1. Background: Why NTP Configuration is Necessary 

Issues such as monitoring failures and false alerts may occur due to differences in NTP offset values. Recently, many related inquiries have been received, so we provide the following guidance on NTP configuration changes.

Examples of Datadog NTP-related Inquiries: 

  • Hosts being monitored disappeared without any network or firewall changes.
  • Missing metric data confirmed when calling the API due to NTP issues.

  • False alerts occurring because Datadog Agent on hosts could not collect NTP data.
  • Inquiries regarding Datadog monitoring when server time is ahead of actual time.

Datadog Documentation on NTP

When the local Agent’s time is more than 15 seconds off from the Datadog service and other hosts you are monitoring, you may experience

  • Incorrect alert triggers (false alarms)

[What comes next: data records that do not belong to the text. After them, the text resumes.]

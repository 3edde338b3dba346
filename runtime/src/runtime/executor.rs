use std::path::Path;
use tracing::info;
use crate::bytecode::{self, ProgramData};
use crate::vm::{Value, VM};
use crate::runtime::{RuntimeConfig, RuntimeError, RuntimeResult};

/// The Runtime is the main entry point for loading and running `.kbc` programs
#[derive(Clone, Debug)]
pub struct Runtime {
    config: RuntimeConfig,
}

impl Runtime {
    /// Create a new runtime with default configuration
    pub fn new() -> RuntimeResult<Self> {
        Self::with_config(RuntimeConfig::default())
    }

    /// Create a new runtime with custom configuration
    pub fn with_config(config: RuntimeConfig) -> RuntimeResult<Self> {
        if config.stack_capacity == 0 {
            return Err(RuntimeError::ConfigError("stack capacity must be at least 1".to_string()));
        }
        if config.max_call_depth == 0 {
            return Err(RuntimeError::ConfigError("max call depth must be at least 1".to_string()));
        }
        Ok(Self { config })
    }

    pub fn config(&self) -> &RuntimeConfig {
        &self.config
    }

    /// Load a bytecode file and run its entry block
    pub fn execute_file<P: AsRef<Path>>(&self, path: P) -> RuntimeResult<Option<Value>> {
        let program = bytecode::load(path)?;
        self.execute(program)
    }

    /// Run an already loaded program
    pub fn execute(&self, program: ProgramData) -> RuntimeResult<Option<Value>> {
        if self.config.debug_mode {
            info!(
                blocks = program.blocks.len(),
                constants = program.constants.len(),
                code = program.code.len(),
                "executing program"
            );
        }

        let mut vm = VM::with_config(program, self.config.vm_config());
        let result = vm.run()?;

        if self.config.debug_mode {
            info!(result = ?result, "execution completed");
        }
        Ok(result)
    }
}

#[cfg(test)]
mod tests {
    use super::*;
    use std::io::Write;
    use tempfile::NamedTempFile;
    use crate::bytecode::{Block, OpCode};
    use crate::vm::VMError;

    /// Helper function to create a test runtime with default config
    fn create_test_runtime() -> Runtime {
        Runtime::new().expect("Failed to create test runtime")
    }

    /// Helper function to create a simple program: PUSH 42, RET
    fn create_simple_program() -> ProgramData {
        ProgramData {
            code: vec![OpCode::Push.to_word(), 0, OpCode::Ret.to_word()],
            constants: vec![Value::Integer(42)],
            blocks: vec![Block::new(0, 3)],
        }
    }

    /// Helper function to create a temporary bytecode file with valid content
    fn create_valid_bytecode_file() -> NamedTempFile {
        let temp_file = NamedTempFile::new().expect("Failed to create temp file");
        bytecode::save(&create_simple_program(), temp_file.path()).expect("Failed to write bytecode");
        temp_file
    }

    #[test]
    fn test_execute_file_valid_bytecode() {
        let runtime = create_test_runtime();
        let temp_file = create_valid_bytecode_file();

        let result = runtime.execute_file(temp_file.path()).unwrap();
        assert_eq!(result, Some(Value::Integer(42)));
    }

    #[test]
    fn test_execute_file_nonexistent_file() {
        let runtime = create_test_runtime();
        match runtime.execute_file("/this/path/does/not/exist.kbc") {
            Err(RuntimeError::FormatError(_)) => {}
            other => panic!("Expected FormatError, got {:?}", other),
        }
    }

    #[test]
    fn test_execute_file_invalid_bytecode() {
        let runtime = create_test_runtime();
        let mut temp_file = NamedTempFile::new().expect("Failed to create temp file");
        temp_file.write_all(&[0x00, 0x01, 0x02, 0x03]).unwrap();
        temp_file.flush().unwrap();

        assert!(runtime.execute_file(temp_file.path()).is_err());
    }

    #[test]
    fn test_execute_reports_vm_errors() {
        let runtime = create_test_runtime();
        let program = ProgramData {
            code: vec![OpCode::Pop.to_word()],
            constants: vec![],
            blocks: vec![Block::new(0, 1)],
        };

        match runtime.execute(program) {
            Err(RuntimeError::VMError(VMError::StackUnderflow)) => {}
            other => panic!("Expected StackUnderflow, got {:?}", other),
        }
    }

    #[test]
    fn test_config_limits_reach_vm() {
        let runtime = Runtime::with_config(RuntimeConfig::default().with_stack_capacity(1)).unwrap();
        let program = ProgramData {
            code: vec![OpCode::Push.to_word(), 0, OpCode::Push.to_word(), 0],
            constants: vec![Value::Integer(1)],
            blocks: vec![Block::new(0, 4)],
        };

        match runtime.execute(program) {
            Err(RuntimeError::VMError(VMError::StackOverflow(1))) => {}
            other => panic!("Expected StackOverflow, got {:?}", other),
        }
    }

    #[test]
    fn test_invalid_config_rejected() {
        let result = Runtime::with_config(RuntimeConfig::default().with_stack_capacity(0));
        assert!(matches!(result, Err(RuntimeError::ConfigError(_))));

        let result = Runtime::with_config(RuntimeConfig::default().with_max_call_depth(0));
        assert!(matches!(result, Err(RuntimeError::ConfigError(_))));
    }

    #[test]
    fn test_execute_file_with_debug_and_trace() {
        let config = RuntimeConfig::default()
            .with_debug_mode(true)
            .with_trace_execution(true);
        let runtime = Runtime::with_config(config).unwrap();
        let temp_file = create_valid_bytecode_file();

        assert_eq!(runtime.execute_file(temp_file.path()).unwrap(), Some(Value::Integer(42)));
    }

    #[test]
    fn test_multiple_file_executions() {
        let runtime = create_test_runtime();
        let temp_file = create_valid_bytecode_file();

        for i in 0..3 {
            let result = runtime.execute_file(temp_file.path());
            assert_eq!(result.unwrap(), Some(Value::Integer(42)), "iteration {}", i);
        }
    }
}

  • Metric delays (Metric delays)

  • Gaps in graphs of metrics (Gaps in metric graphs)

※ Reference URL : Datadog NTP Integration Guide

Datadog NTP Reference Order 

  • If a private NTP server in the Cloud Service Provider (CSP) environment is detected where the Datadog Agent runs, it will refer to that CSP NTP. 

  • If no private NTP is detected, Datadog’s NTP servers (0-3.datadog.pool.ntp.org) are used.
    ※ Note: NTP requests do not support proxy settings. 

  • If you use proxy servers, on-premise or internal closed network structures that cannot refer to Datadog NTP servers, NTP settings need to be adjusted accordingly. 

2. NTP Monitoring 

NTP collection status can be checked through Datadog’s Service Check feature, where the ntp.offset metric is collected when functioning properly. 

Check Summary Status 

image-20240307-013848.png

  • The Check Summary menu shows a summary of all Service Checks.
    Menu : Monitors > Check Summary

  • Check the status of ntp.in_sync as follows: 

    • OK : Normal status 

    • Critical : NTP offset difference detected 

    • Unknown : ntp.offset metric not collected 

ntp.offset Metric Monitoring 

  • You can verify the collection of the ntp.offset metric in the Metrics Summary menu. 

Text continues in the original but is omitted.